**WHAT YOU SHOULD DO**
Where the word "PartialEq" shows up in the entries below, please copy the whole line.

**PROVIDED DATA**
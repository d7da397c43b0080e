use super::*;
use chrono::NaiveDate;

fn report(home_goals: u32, away_goals: u32, overtime: Overtime) -> MatchReport {
    MatchReport {
        match_id: 7,
        sport_id: 1,
        country_id: 1,
        tournament_id: 1,
        date: NaiveDate::from_ymd_opt(2024, 1, 1)
            .unwrap()
            .and_hms_opt(0, 0, 0)
            .unwrap(),
        home_team: "Home".into(),
        away_team: "Away".into(),
        home_goals,
        away_goals,
        overtime,
        season_id: 1,
        stage_id: 1,
    }
}

#[test]
fn test_regulation_results() {
    assert_eq!(
        derive_results(2, 0, &Overtime::None),
        (GameResult::Win, GameResult::Loss)
    );
    assert_eq!(
        derive_results(0, 1, &Overtime::None),
        (GameResult::Loss, GameResult::Win)
    );
    assert_eq!(
        derive_results(1, 1, &Overtime::None),
        (GameResult::Draw, GameResult::Draw)
    );
}

#[test]
fn test_overtime_is_booked_as_draw() {
    assert_eq!(
        derive_results(3, 2, &Overtime::Overtime),
        (GameResult::Draw, GameResult::Draw)
    );
    assert_eq!(
        derive_results(1, 2, &Overtime::Penalties),
        (GameResult::Draw, GameResult::Draw)
    );
}

#[test]
fn test_play_updates_both_sides() {
    let mut teams = vec![Team::new("Home"), Team::new("Away")];
    play(&mut teams, 0, 1, &report(2, 1, Overtime::None), &SportLines::SOCCER);

    let (home, away) = (&teams[0], &teams[1]);
    assert_eq!(home.points, 3);
    assert_eq!(away.points, 0);
    assert_eq!(home.matches()[0].opponent, 1);
    assert_eq!(away.matches()[0].opponent, 0);
    assert!(home.matches()[0].is_home);
    assert!(!away.matches()[0].is_home);
    assert_eq!(away.matches()[0].goals_for, 1);
    assert_eq!(away.matches()[0].result, GameResult::Loss);
}

#[test]
fn test_overtime_match_awards_no_points() {
    let mut teams = vec![Team::new("Home"), Team::new("Away")];
    play(&mut teams, 0, 1, &report(4, 3, Overtime::Overtime), &SportLines::ICE_HOCKEY);

    assert_eq!(teams[0].games_draws, 1);
    assert_eq!(teams[1].games_draws, 1);
    assert_eq!(teams[0].points, 0);
    assert_eq!(teams[1].points, 0);
    assert_eq!(teams[0].overtime_wins, 0);
}

#[test]
fn test_report_overtime_from_json() {
    let json = r#"{
        "match_id": 1, "sport_id": 4, "country_id": 2, "tournament_id": 3,
        "date": "2024-02-10T19:30:00",
        "home_team": "A", "away_team": "B",
        "home_goals": 3, "away_goals": 2, "overtime": "ot",
        "season_id": 1, "stage_id": 1
    }"#;
    let parsed: MatchReport = serde_json::from_str(json).unwrap();
    assert_eq!(parsed.overtime, Overtime::Overtime);

    let without = json.replace(r#""overtime": "ot","#, "");
    let parsed: MatchReport = serde_json::from_str(&without).unwrap();
    assert_eq!(parsed.overtime, Overtime::None);
}
//! Core value types shared by the match accounting and rating code.

use chrono::NaiveDateTime;
use serde::{Deserialize, Serialize};
use std::fmt;

/// Index of a team inside the [`Registry`](crate::Registry) that owns it.
///
/// Ids are only meaningful for the registry that handed them out and are
/// invalidated by [`Registry::clear`](crate::Registry::clear).
pub type TeamId = usize;

/// Outcome of a single match from one side's perspective
#[derive(Debug, Clone, Copy, Serialize, Deserialize, PartialEq, Eq, Hash)]
#[serde(rename_all = "lowercase")]
pub enum GameResult {
    Win,
    Draw,
    Loss,
}

impl GameResult {
    /// Literal marker used in match logs ("win", "draw", "loss")
    pub fn marker(self) -> &'static str {
        match self {
            GameResult::Win => "win",
            GameResult::Draw => "draw",
            GameResult::Loss => "loss",
        }
    }

    /// Score for rating purposes (1 for win, 0.5 for draw, 0 for loss)
    pub fn score(self) -> f64 {
        match self {
            GameResult::Win => 1.0,
            GameResult::Draw => 0.5,
            GameResult::Loss => 0.0,
        }
    }

    /// The same match seen from the other side
    pub fn flip(self) -> Self {
        match self {
            GameResult::Win => GameResult::Loss,
            GameResult::Loss => GameResult::Win,
            GameResult::Draw => GameResult::Draw,
        }
    }
}

impl fmt::Display for GameResult {
    fn fmt(&self, f: &mut fmt::Formatter<'_>) -> fmt::Result {
        f.write_str(self.marker())
    }
}

/// How a match was decided beyond regulation time.
///
/// Upstream feeds carry this as a free-form optional string: `""` or missing
/// for regulation, `"ot"` for overtime, `"ap"` for a shootout. Anything else
/// is kept verbatim and still counts as "not regulation".
#[derive(Debug, Clone, PartialEq, Eq, Default, Serialize, Deserialize)]
#[serde(from = "Option<String>", into = "Option<String>")]
pub enum Overtime {
    #[default]
    None,
    Overtime,
    Penalties,
    Other(String),
}

impl Overtime {
    pub fn parse(raw: Option<&str>) -> Self {
        match raw {
            None | Some("") => Overtime::None,
            Some("ot") => Overtime::Overtime,
            Some("ap") => Overtime::Penalties,
            Some(other) => Overtime::Other(other.to_string()),
        }
    }

    /// Regulation result (no marker at all)
    pub fn is_empty(&self) -> bool {
        matches!(self, Overtime::None)
    }

    /// Marker is one of the recognised extra-time kinds ("ot" or "ap")
    pub fn is_extra_time(&self) -> bool {
        matches!(self, Overtime::Overtime | Overtime::Penalties)
    }

    pub fn as_str(&self) -> &str {
        match self {
            Overtime::None => "",
            Overtime::Overtime => "ot",
            Overtime::Penalties => "ap",
            Overtime::Other(s) => s,
        }
    }
}

impl From<Option<String>> for Overtime {
    fn from(raw: Option<String>) -> Self {
        Overtime::parse(raw.as_deref())
    }
}

impl From<Overtime> for Option<String> {
    fn from(value: Overtime) -> Self {
        match value {
            Overtime::None => None,
            other => Some(other.as_str().to_string()),
        }
    }
}

/// One raw entry in a team's match log, always from that team's perspective
#[derive(Debug, Clone, PartialEq, Serialize, Deserialize)]
pub struct MatchRecord {
    pub goals_for: u32,
    pub goals_against: u32,
    pub result: GameResult,
    pub is_home: bool,
    /// Opponent in the same registry (a reference, not an owned team)
    pub opponent: TeamId,
    pub match_id: i64,
    pub date: NaiveDateTime,
}

impl MatchRecord {
    /// Signed goal difference from this side's perspective
    pub fn goal_difference(&self) -> i64 {
        self.goals_for as i64 - self.goals_against as i64
    }

    pub fn goal_total(&self) -> u32 {
        self.goals_for + self.goals_against
    }
}
//! Error types for the standings engine

use thiserror::Error;

/// Errors surfaced by the engine.
///
/// Numerical trouble inside the ratings (singular DIF system, zero VO scale)
/// is recovered locally and never shows up here.
#[derive(Error, Debug)]
pub enum StandingsError {
    #[error("Unknown sport: {0}")]
    UnknownSport(String),

    #[error("Invalid threshold for {sport}: {reason}")]
    InvalidThreshold { sport: String, reason: String },

    #[error("Failed to read thresholds: {0}")]
    Io(#[from] std::io::Error),

    #[error("Failed to parse thresholds: {0}")]
    Parse(#[from] toml::de::Error),
}

pub type Result<T> = std::result::Result<T, StandingsError>;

**RESPONSE BOX**
#[derive(Debug, Clone, Copy, Serialize, Deserialize, PartialEq, Eq, Hash)]
#[derive(Debug, Clone, PartialEq, Eq, Default, Serialize, Deserialize)]
#[derive(Debug, Clone, PartialEq, Serialize, Deserialize)]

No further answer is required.